IMF, World Bank Must Support Developing Countries’ Recovery

By Anis Chowdhury, Adjunct Professor at Western Sydney University and University of New South Wales (Australia), who held senior United Nations positions in New York and Bangkok and Jomo Kwame Sundaram, a former economics professor, who was United Nations Assistant Secretary-General for Economic Development, and received the Wassily Leontief Prize for Advancing the Frontiers of Economic Thought. Originally published at Inter Press Service

The COVID-19 pandemic continues to take an unprecedented human and economic toll, wiping away years of modest and uneven progress towards the Sustainable Development Goals (SDGs). Developing countries now need much more support as progress towards the SDGs was ‘not on track’ even before the pandemic.
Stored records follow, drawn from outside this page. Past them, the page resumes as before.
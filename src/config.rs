//! Configuration for xupdater.

use crate::error::{Error, Result};
use crate::swap::SwapStrategy;
use serde::{Deserialize, Serialize};
use std::fmt;
use std::path::{Path, PathBuf};
use std::str::FromStr;

/// Where update candidates come from.
#[derive(Debug, Clone, Copy, PartialEq, Eq, Serialize, Deserialize)]
#[serde(rename_all = "kebab-case")]
pub enum ProviderKind {
    /// Tagged GitHub releases.
    #[serde(alias = "github")]
    Remote,
    /// A local directory holding the unpacked candidate.
    #[serde(alias = "local")]
    LocalDir,
    /// The newest `*.zip` file in a local directory.
    #[serde(alias = "zip")]
    LocalZipGlob,
}

impl FromStr for ProviderKind {
    type Err = Error;

    fn from_str(s: &str) -> Result<Self> {
        // An empty tag is the documented spelling for a local directory:
        // `--update ,<LOCAL_DIRECTORY>,<name>`.
        match s.trim().to_ascii_lowercase().as_str() {
            "github" | "remote" => Ok(Self::Remote),
            "" | "local" | "local-dir" => Ok(Self::LocalDir),
            "zip" | "local-zip-glob" => Ok(Self::LocalZipGlob),
            other => Err(Error::Config(format!(
                "unknown provider '{other}' (expected github, local or zip)"
            ))),
        }
    }
}

impl fmt::Display for ProviderKind {
    fn fmt(&self, f: &mut fmt::Formatter<'_>) -> fmt::Result {
        let tag = match self {
            Self::Remote => "github",
            Self::LocalDir => "local",
            Self::LocalZipGlob => "zip",
        };
        f.write_str(tag)
    }
}

/// Release channel for remote sources.
#[derive(Debug, Clone, Copy, PartialEq, Eq, Default, Serialize, Deserialize)]
#[serde(rename_all = "lowercase")]
pub enum ReleaseChannel {
    /// Stable releases only.
    #[default]
    Stable,
    /// Beta releases (includes stable and pre-releases).
    Beta,
}

/// The compact `provider,uri,name` triple accepted on the command line.
#[derive(Debug, Clone, PartialEq, Eq)]
pub struct UpdateSpec {
    /// Provider kind.
    pub provider: ProviderKind,
    /// Repository URL, directory path, or glob directory.
    pub uri: String,
    /// Base executable name.
    pub name: String,
}

impl FromStr for UpdateSpec {
    type Err = Error;

    fn from_str(s: &str) -> Result<Self> {
        let mut parts = s.splitn(3, ',');
        let (Some(provider), Some(uri), Some(name)) = (parts.next(), parts.next(), parts.next())
        else {
            return Err(Error::Config(format!(
                "update spec '{s}' must look like <provider>,<uri>,<name>"
            )));
        };

        Ok(Self {
            provider: provider.parse()?,
            uri: uri.trim().to_string(),
            name: name.trim().to_string(),
        })
    }
}

/// Updater configuration.
#[derive(Debug, Clone, Serialize, Deserialize)]
pub struct UpdaterConfig {
    /// Provider kind.
    pub provider: ProviderKind,

    /// Repository URL, directory path, or glob directory.
    pub uri: String,

    /// Base executable name (without platform tag).
    pub name: String,

    /// Version of the running executable.
    pub current_version: String,

    /// Executable to replace. Defaults to the running executable.
    #[serde(default)]
    pub target: Option<PathBuf>,

    /// Release channel (remote sources only).
    #[serde(default)]
    pub channel: ReleaseChannel,

    /// Fetch timeout in seconds.
    #[serde(default = "default_timeout_secs")]
    pub timeout_secs: u64,

    /// GitHub API base URL.
    #[serde(default = "default_api_base_url")]
    pub api_base_url: String,

    /// Expected SHA-256 of the archive, hex encoded.
    #[serde(default)]
    pub expected_sha256: Option<String>,

    /// Version marker for local directory candidates.
    #[serde(default)]
    pub candidate_version: Option<String>,

    /// Swap strategy override. Detected from the platform when unset.
    #[serde(default)]
    pub swap_strategy: Option<SwapStrategy>,

    /// Log level.
    #[serde(default = "default_log_level")]
    pub log_level: String,
}

fn default_log_level() -> String {
    "info".to_string()
}

fn default_api_base_url() -> String {
    "https://api.github.com".to_string()
}

const fn default_timeout_secs() -> u64 {
    300 // 5 minutes
}

/// Default location of the configuration file.
#[must_use]
pub fn default_config_path() -> Option<PathBuf> {
    directories::ProjectDirs::from("", "", "xupdater")
        .map(|dirs| dirs.config_dir().join("config.toml"))
}

impl UpdaterConfig {
    /// Create a configuration with defaults for every optional field.
    #[must_use]
    pub fn new(
        provider: ProviderKind,
        uri: impl Into<String>,
        name: impl Into<String>,
        current_version: impl Into<String>,
    ) -> Self {
        Self {
            provider,
            uri: uri.into(),
            name: name.into(),
            current_version: current_version.into(),
            target: None,
            channel: ReleaseChannel::default(),
            timeout_secs: default_timeout_secs(),
            api_base_url: default_api_base_url(),
            expected_sha256: None,
            candidate_version: None,
            swap_strategy: None,
            log_level: default_log_level(),
        }
    }

    /// Build a configuration from a `provider,uri,name` spec.
    #[must_use]
    pub fn from_spec(spec: UpdateSpec, current_version: impl Into<String>) -> Self {
        Self::new(spec.provider, spec.uri, spec.name, current_version)
    }

    /// Check that every required field is usable.
    ///
    /// # Errors
    ///
    /// Returns `Error::Config` naming the first offending field.
    pub fn validate(&self) -> Result<()> {
        if self.uri.trim().is_empty() {
            return Err(Error::Config("uri must not be empty".to_string()));
        }
        if self.name.trim().is_empty() {
            return Err(Error::Config("name must not be empty".to_string()));
        }
        if self.name.contains(['/', '\\']) {
            return Err(Error::Config(format!(
                "name '{}' must be a file name, not a path",
                self.name
            )));
        }
        if self.current_version.trim().is_empty() {
            return Err(Error::Config(
                "current_version must not be empty".to_string(),
            ));
        }
        if self.timeout_secs == 0 {
            return Err(Error::Config("timeout_secs must be positive".to_string()));
        }
        if let Some(ref digest) = self.expected_sha256 {
            let valid = hex::decode(digest.trim()).is_ok_and(|bytes| bytes.len() == 32);
            if !valid {
                return Err(Error::Config(format!(
                    "expected_sha256 '{digest}' is not a hex SHA-256 digest"
                )));
            }
        }
        Ok(())
    }

    /// Load configuration from a TOML file.
    ///
    /// # Errors
    ///
    /// Returns an error if the file cannot be read or parsed.
    pub fn from_file(path: &Path) -> Result<Self> {
        let content = std::fs::read_to_string(path)?;
        toml::from_str(&content).map_err(|e| Error::Config(e.to_string()))
    }

    /// Save configuration to a TOML file.
    ///
    /// # Errors
    ///
    /// Returns an error if the file cannot be written.
    pub fn to_file(&self, path: &Path) -> Result<()> {
        let content = toml::to_string_pretty(self).map_err(|e| Error::Config(e.to_string()))?;
        std::fs::write(path, content)?;
        Ok(())
    }
}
By end-2022, average incomes are expected to be 18% below pre-crisis levels in low-income countries (LICs) and 22% less in emerging and developing countries excluding China – compared to 13% lower for developed economies.
These lower incomes will push hundreds of millions into extreme poverty and hunger, surviving on incomes under US$1.90/day. The World Bank estimates the poor increased by 119–124 million in 2020, and by 143–163 million more this year.

Fiscal Gap Growing Fast
As the UN Secretary-General has noted, “richer countries have benefited from an unprecedented $16 trillion of emergency support measures,… the least developed countries have spent 580 times less in per capita terms on their COVID-19 response”!

Last year, the International Monetary Fund (IMF) and UNCTAD estimated that developing countries need about US$2.5 trillion for relief to affected families and businesses, and to expedite economic recovery.

IMF Managing Director Kristalina Georgieva later acknowledged that developing countries need much more. The IMF’s April 2021 Fiscal Monitor estimates that only achieving access to basic services by 2030 in 121 developing countries would require US$3tn, up to half in LICs.

Most developing countries cannot do more due to financing constraints. As public spending needs shoot up, the pandemic has significantly cut their revenue. Recent IMF research found “larger output losses are experienced by countries with lower GDP per capita”, partly due to “lower fiscal stimulus”.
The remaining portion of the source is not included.